A Californian federal court last week ruled that AOL is not liable for the unauthorised posting of some e-books on its servers. The world’s largest ISP was sued by Harlan Ellison, an author who argued that the company was infringing his copyrights by allowing unauthorised copies of his work to remain on Usenet servers for two weeks.

Usenet (an abbreviation of “User Network”) allows users to post messages on various subjects that are posted to servers on a worldwide network. Each subject collection of posted notes forms a newsgroup - of which there are several thousand.

Stephen Robertson, a fan of Ellison, scanned his work and posted it to the alt.binaries.e-book newsgroup. Robertson was also sued by Ellison, but settled the case out of court.

Ellison argued that AOL’s conduct was analogous to that of Napster. The court disagreed.
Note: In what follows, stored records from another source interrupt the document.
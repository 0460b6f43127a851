//! # Generation Options
//!
//! The closed set of caller-tunable knobs. Every field has a documented
//! effect and an unset field means "use the profile/template default".

use pdoc_core::{
    BusinessProfile, CommunicationStyle, CulturalAdaptation, Formality, LanguageComplexity,
    OutputFormat,
};
use serde::{Deserialize, Serialize};

/// How much legal citation detail a section carries.
#[derive(Debug, Clone, Copy, PartialEq, Eq, Hash, Default, Serialize, Deserialize)]
#[serde(rename_all = "snake_case")]
pub enum LegalComplexity {
    /// Only the first legal reference of each section is kept.
    Basic,
    /// Every legal reference is kept (default).
    #[default]
    Standard,
    /// Every reference is kept and the body gains a legal-basis sentence.
    Comprehensive,
}

impl LegalComplexity {
    /// The canonical label.
    pub fn as_str(&self) -> &'static str {
        match self {
            Self::Basic => "basic",
            Self::Standard => "standard",
            Self::Comprehensive => "comprehensive",
        }
    }

    /// Tier implied by the cultural language complexity when the caller
    /// does not choose one.
    pub fn from_language_complexity(complexity: LanguageComplexity) -> Self {
        match complexity {
            LanguageComplexity::Comprehensive => Self::Comprehensive,
            LanguageComplexity::Balanced => Self::Standard,
            LanguageComplexity::Simplified => Self::Basic,
        }
    }
}

/// Caller overrides applied on top of the resolved cultural adaptation.
#[derive(Debug, Clone, Default, PartialEq, Eq, Serialize, Deserialize)]
#[serde(default)]
pub struct CulturalOverrides {
    /// Replacement greeting.
    pub greeting: Option<String>,
    /// Replacement closing.
    pub closing: Option<String>,
    /// Replacement signature.
    pub signature: Option<String>,
    /// Replacement formality.
    pub formality: Option<Formality>,
}

impl CulturalOverrides {
    /// Whether no override is set.
    pub fn is_empty(&self) -> bool {
        self.greeting.is_none()
            && self.closing.is_none()
            && self.signature.is_none()
            && self.formality.is_none()
    }

    /// Apply the overrides to `adaptation`.
    pub fn apply(&self, mut adaptation: CulturalAdaptation) -> CulturalAdaptation {
        if let Some(greeting) = &self.greeting {
            adaptation.greeting = greeting.clone();
        }
        if let Some(closing) = &self.closing {
            adaptation.closing = closing.clone();
        }
        if let Some(signature) = &self.signature {
            adaptation.signature = signature.clone();
        }
        if let Some(formality) = self.formality {
            adaptation.formality = formality;
        }
        adaptation
    }
}

/// Options for one generation request.
#[derive(Debug, Clone, PartialEq, Eq, Serialize, Deserialize)]
#[serde(default)]
pub struct GenerationOptions {
    /// Restrict synthesis to these section ids. Template order is kept and
    /// unknown ids are ignored. `None` synthesizes every template section.
    pub included_sections: Option<Vec<String>>,
    /// Override the profile's communication style.
    pub communication_style: Option<CommunicationStyle>,
    /// Legal citation tier. `None` derives it from the cultural adaptation.
    pub legal_complexity: Option<LegalComplexity>,
    /// Use industry-specific templates where they exist.
    pub industry_specific: bool,
    /// Overrides applied to the resolved cultural adaptation.
    pub cultural_overrides: CulturalOverrides,
    /// Output format tag. `None` uses the orchestrator's configured default.
    pub output_format: Option<OutputFormat>,
}

impl Default for GenerationOptions {
    fn default() -> Self {
        Self {
            included_sections: None,
            communication_style: None,
            legal_complexity: None,
            industry_specific: true,
            cultural_overrides: CulturalOverrides::default(),
            output_format: None,
        }
    }
}

impl GenerationOptions {
    /// The profile the pipeline should use: `profile` with the style
    /// override applied.
    pub fn effective_profile(&self, profile: &BusinessProfile) -> BusinessProfile {
        match self.communication_style {
            Some(style) if style != profile.communication_style => {
                profile.clone().with_style(style)
            }
            _ => profile.clone(),
        }
    }

    /// Whether `section_id` passes the inclusion filter.
    pub fn includes(&self, section_id: &str) -> bool {
        self.included_sections
            .as_ref()
            .map_or(true, |ids| ids.iter().any(|id| id == section_id))
    }
}

#[cfg(test)]
mod tests {
    use super::*;

    #[test]
    fn defaults_are_industry_specific() {
        let opts = GenerationOptions::default();
        assert!(opts.industry_specific);
        assert!(opts.cultural_overrides.is_empty());
        assert!(opts.includes("anything"));
    }

    #[test]
    fn empty_json_deserializes_to_defaults() {
        let opts: GenerationOptions = serde_json::from_str("{}").unwrap();
        assert_eq!(opts, GenerationOptions::default());
    }

    #[test]
    fn inclusion_filter() {
        let opts = GenerationOptions {
            included_sections: Some(vec!["introduction".to_string()]),
            ..Default::default()
        };
        assert!(opts.includes("introduction"));
        assert!(!opts.includes("legal-basis"));
    }

    #[test]
    fn style_override_changes_effective_profile() {
        let profile = BusinessProfile::new("ABC Co", "technology");
        let opts = GenerationOptions {
            communication_style: Some(CommunicationStyle::Casual),
            ..Default::default()
        };
        let effective = opts.effective_profile(&profile);
        assert_eq!(effective.communication_style, CommunicationStyle::Casual);
        assert_eq!(effective.company_name, "ABC Co");
    }

    #[test]
    fn legal_complexity_follows_language_complexity() {
        assert_eq!(
            LegalComplexity::from_language_complexity(LanguageComplexity::Simplified),
            LegalComplexity::Basic
        );
        assert_eq!(
            LegalComplexity::from_language_complexity(LanguageComplexity::Balanced),
            LegalComplexity::Standard
        );
    }

    #[test]
    fn overrides_replace_only_set_fields() {
        let base = pdoc_rules::cultural_fallback().resolve(pdoc_core::Language::English);
        let overrides = CulturalOverrides {
            greeting: Some("Hello".to_string()),
            formality: Some(Formality::High),
            ..Default::default()
        };
        let out = overrides.apply(base.clone());
        assert_eq!(out.greeting, "Hello");
        assert_eq!(out.formality, Formality::High);
        assert_eq!(out.closing, base.closing);
    }
}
In granting AOL’s motion for summary judgment last week, Judge Florence-Marie Cooper noted that AOL’s servers were “just one hop” on Usenet’s distributed network and that the company was protected by the Digital Millennium Copyright Act which provides that, in effect, an ISP is not liable for disputed material on its servers if it removes it when notified.

The ruling was important for ISPs in the US. AOL has been a Usenet peer since 1994 and the company estimates that its peer servers receive 4.5 terabytes of data in over 24 million messages every week from users.